OBJECTIVES: The objective of the study was to describe analgesia utilization before and during the emergency department (ED) visit and assess factors associated with analgesia use in pediatric patients with isolated long-bone fractures.

METHODS: This retrospective cohort study of patients aged 0 to 15 years with a diagnosis of an isolated long-bone fracture was conducted at a single, level I pediatric trauma center. Patients included were treated in the ED within 12 hours of injury and subsequently admitted to the hospital from January 2005 through August 2007. Pain medication received within the first hour after ED arrival was categorized based on prespecified standard doses as follows: adequate, inadequate, and no pain medication received. Cumulative logistic regression analysis assessed factors associated with analgesia use.
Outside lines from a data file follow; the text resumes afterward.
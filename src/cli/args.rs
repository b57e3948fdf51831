// SPDX-License-Identifier: AGPL-3.0-or-later
// Copyright (C) 2025 Blackman Artificial Intelligence Technologies Inc.

//! CLI argument definitions using Clap
//!
//! Defines all command-line arguments and subcommands for Seer.

use clap::{Parser, Subcommand};
use std::path::PathBuf;

use crate::locale::Locale;

/// Seer - streaming chat client for your terminal
#[derive(Parser, Debug)]
#[command(name = "seer")]
#[command(version, about = "Streaming chat client for your terminal")]
#[command(propagate_version = true)]
pub struct Cli {
    /// Config file path
    #[arg(long, global = true)]
    pub config: Option<PathBuf>,

    /// Verbosity level (-v, -vv, -vvv)
    #[arg(short, long, action = clap::ArgAction::Count, global = true)]
    pub verbose: u8,

    #[command(subcommand)]
    pub command: Option<Commands>,
}

/// Available subcommands
#[derive(Subcommand, Debug)]
pub enum Commands {
    /// Start interactive chat session (default when no command given)
    Chat(ChatArgs),

    /// Send a single message (non-interactive)
    Ask(AskArgs),

    /// Replay an interrupted turn of an existing session
    Resume(ResumeArgs),
}

/// Options shared by every command that sends a turn
#[derive(clap::Args, Debug, Default, Clone)]
pub struct TurnArgs {
    /// Conversation mode (defaults to chat.default_mode)
    #[arg(short, long)]
    pub mode: Option<String>,

    /// Response language (en, zh)
    #[arg(short, long)]
    pub locale: Option<Locale>,

    /// Attachment ids to reference (at most two)
    #[arg(long, num_args = 1..)]
    pub pillars: Vec<String>,

    /// Continue an existing session
    #[arg(long)]
    pub session: Option<String>,
}

impl TurnArgs {
    /// Attachments as sent on the wire; an empty list means none.
    pub fn attachments(&self) -> Option<Vec<String>> {
        (!self.pillars.is_empty()).then(|| self.pillars.clone())
    }
}

/// Arguments for the chat subcommand
#[derive(clap::Args, Debug, Default)]
pub struct ChatArgs {
    #[command(flatten)]
    pub turn: TurnArgs,
}

/// Arguments for the ask subcommand
#[derive(clap::Args, Debug)]
pub struct AskArgs {
    /// The message to send
    pub message: String,

    #[command(flatten)]
    pub turn: TurnArgs,
}

/// Arguments for the resume subcommand
#[derive(clap::Args, Debug)]
pub struct ResumeArgs {
    /// Session to resume
    #[arg(long)]
    pub session: String,

    /// Response language (en, zh)
    #[arg(short, long)]
    pub locale: Option<Locale>,
}
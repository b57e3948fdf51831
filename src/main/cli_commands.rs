// SPDX-License-Identifier: AGPL-3.0-or-later
// Copyright (C) 2025 Blackman Artificial Intelligence Technologies Inc.

use std::future::Future;
use std::io::{self, Write};
use std::sync::Arc;

use crossterm::{
    style::{Color, ResetColor, SetForegroundColor},
    ExecutableCommand,
};

use seer::auth::StaticCredentials;
use seer::chat::{ChatController, ControllerOptions, TurnOutcome};
use seer::cli::{AskArgs, ChatArgs, ResumeArgs, TurnArgs};
use seer::config::Settings;
use seer::error::Result;
use seer::locale::Locale;
use seer::session::InMemorySessionRepository;
use seer::transport::HttpTransport;
use seer::utils;

use super::chat_ui::{print_error, print_response_prefix, TerminalObserver};

/// Build a controller wired to the HTTP transport and the terminal.
fn build_controller(
    settings: &Settings,
    locale: Option<Locale>,
    session: Option<String>,
    observer: Arc<TerminalObserver>,
) -> Result<ChatController> {
    let transport = HttpTransport::from_settings(settings)?;
    let credentials = StaticCredentials::new(settings.bearer_token());
    let locale = locale.unwrap_or(settings.chat.locale);

    let mut controller = ChatController::new(Arc::new(transport), Arc::new(credentials), observer)
        .with_locale(Arc::new(locale))
        .with_options(ControllerOptions::from(&settings.chat))
        .with_session_repository(Arc::new(InMemorySessionRepository::new()));
    if let Some(session) = session {
        controller = controller.with_session(session);
    }
    Ok(controller)
}

/// Drive one turn; Ctrl-C disconnects it instead of killing the process.
async fn run_interruptible<F>(controller: &ChatController, turn: F) -> TurnOutcome
where
    F: Future<Output = TurnOutcome>,
{
    tokio::pin!(turn);
    tokio::select! {
        outcome = &mut turn => outcome,
        _ = tokio::signal::ctrl_c() => {
            controller.disconnect();
            turn.await
        }
    }
}

fn mode_for(args: &TurnArgs, settings: &Settings) -> String {
    args.mode
        .clone()
        .unwrap_or_else(|| settings.chat.default_mode.clone())
}

/// Interactive chat loop
pub(super) async fn run_chat(args: ChatArgs, settings: Settings, verbose: u8) -> Result<()> {
    let observer = Arc::new(TerminalObserver::new());
    let controller = build_controller(
        &settings,
        args.turn.locale,
        args.turn.session.clone(),
        observer.clone(),
    )?;
    let mode = mode_for(&args.turn, &settings);

    if verbose > 0 {
        eprintln!(
            "[verbose] chat mode '{}' against {}",
            mode,
            settings.base_url()
        );
    }
    print_welcome()?;

    loop {
        let Some(input) = read_user_input()? else {
            break;
        };
        if input.is_empty() {
            continue;
        }
        if utils::is_exit_command(&input) {
            break;
        }

        let outcome = match utils::parse_slash_command(&input) {
            Some(("retry", _)) => {
                print_response_prefix()?;
                let history = observer.history();
                run_interruptible(&controller, controller.retry_last_message(&history)).await
            }
            Some(("resume", _)) => {
                print_response_prefix()?;
                run_interruptible(&controller, controller.resume_conversation()).await
            }
            Some(("help", _)) => {
                print_help()?;
                continue;
            }
            Some((command, _)) => {
                print_error(&format!("Unknown command: /{}", command))?;
                continue;
            }
            None => {
                print_response_prefix()?;
                let turn = controller.send(&input, &mode, args.turn.attachments(), false);
                run_interruptible(&controller, turn).await
            }
        };

        match outcome {
            TurnOutcome::Aborted => {
                observer.reset_stream();
                eprintln!("(interrupted)");
            }
            TurnOutcome::Skipped => {
                println!();
                print_error("Nothing to retry or resume yet.")?;
            }
            TurnOutcome::Completed { .. } | TurnOutcome::Errored(_) => {}
        }
    }

    Ok(())
}

/// Send one message, print the answer, and exit non-zero on failure
pub(super) async fn run_ask(args: AskArgs, settings: Settings, verbose: u8) -> Result<()> {
    let observer = Arc::new(TerminalObserver::new());
    let controller = build_controller(
        &settings,
        args.turn.locale,
        args.turn.session.clone(),
        observer.clone(),
    )?;
    let mode = mode_for(&args.turn, &settings);

    if verbose > 0 {
        eprintln!("[verbose] asking in mode '{}'", mode);
    }

    let turn = controller.send(&args.message, &mode, args.turn.attachments(), false);
    let outcome = run_interruptible(&controller, turn).await;
    finish_one_shot(outcome)
}

/// Replay an interrupted turn
pub(super) async fn run_resume(args: ResumeArgs, settings: Settings, verbose: u8) -> Result<()> {
    let observer = Arc::new(TerminalObserver::new());
    let controller = build_controller(&settings, args.locale, Some(args.session), observer)?;

    if verbose > 0 {
        eprintln!("[verbose] resuming session {:?}", controller.session_id());
    }

    let outcome = run_interruptible(&controller, controller.resume_conversation()).await;
    finish_one_shot(outcome)
}

fn finish_one_shot(outcome: TurnOutcome) -> Result<()> {
    match outcome {
        TurnOutcome::Completed { session_id } => {
            if let Some(id) = session_id {
                tracing::info!(target: "seer.cli", session_id = %id, "session");
            }
            Ok(())
        }
        // The observer has already printed the error.
        TurnOutcome::Errored(_) => std::process::exit(1),
        TurnOutcome::Aborted => std::process::exit(130),
        TurnOutcome::Skipped => Ok(()),
    }
}

fn print_welcome() -> Result<()> {
    let mut stdout = io::stdout();
    stdout.execute(SetForegroundColor(Color::Cyan))?;
    println!("seer {}", env!("CARGO_PKG_VERSION"));
    stdout.execute(ResetColor)?;
    println!("Type a message, /help for commands, /quit to exit.");
    Ok(())
}

fn print_help() -> Result<()> {
    println!("  /retry   send the last message again");
    println!("  /resume  continue an interrupted answer");
    println!("  /quit    exit");
    println!("  Ctrl-C   stop the current answer");
    Ok(())
}

/// Read one line; `None` at end of input.
fn read_user_input() -> Result<Option<String>> {
    let mut stdout = io::stdout();
    stdout.execute(SetForegroundColor(Color::Green))?;
    print!("\nyou: ");
    stdout.execute(ResetColor)?;
    stdout.flush()?;

    let mut input = String::new();
    if io::stdin().read_line(&mut input)? == 0 {
        return Ok(None);
    }
    Ok(Some(input.trim().to_string()))
}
RESULTS: There were 773 patients with isolated long-bone fracture included in the analysis. Overall, 10% of patients received adequate pain medicine; 31% received inadequate medicine; and 59% received no pain medicine within 1 hour of ED arrival. In multivariable analysis, children with younger age, longer time from injury to ED arrival, closed fractures, and upper-extremity fractures were less likely to receive adequate pain medicine during the ED visit. Of those transported by emergency medical services directly from the scene to the ED, 9 (10%) of 88 were given pain medication during transport.

CONCLUSIONS: Pain management in pediatric patients following a traumatic injury has been recognized as an important component of care. This study suggests that alleviation of pain after traumatic injury requires further attention in both the prehospital and ED settings, especially among the youngest children.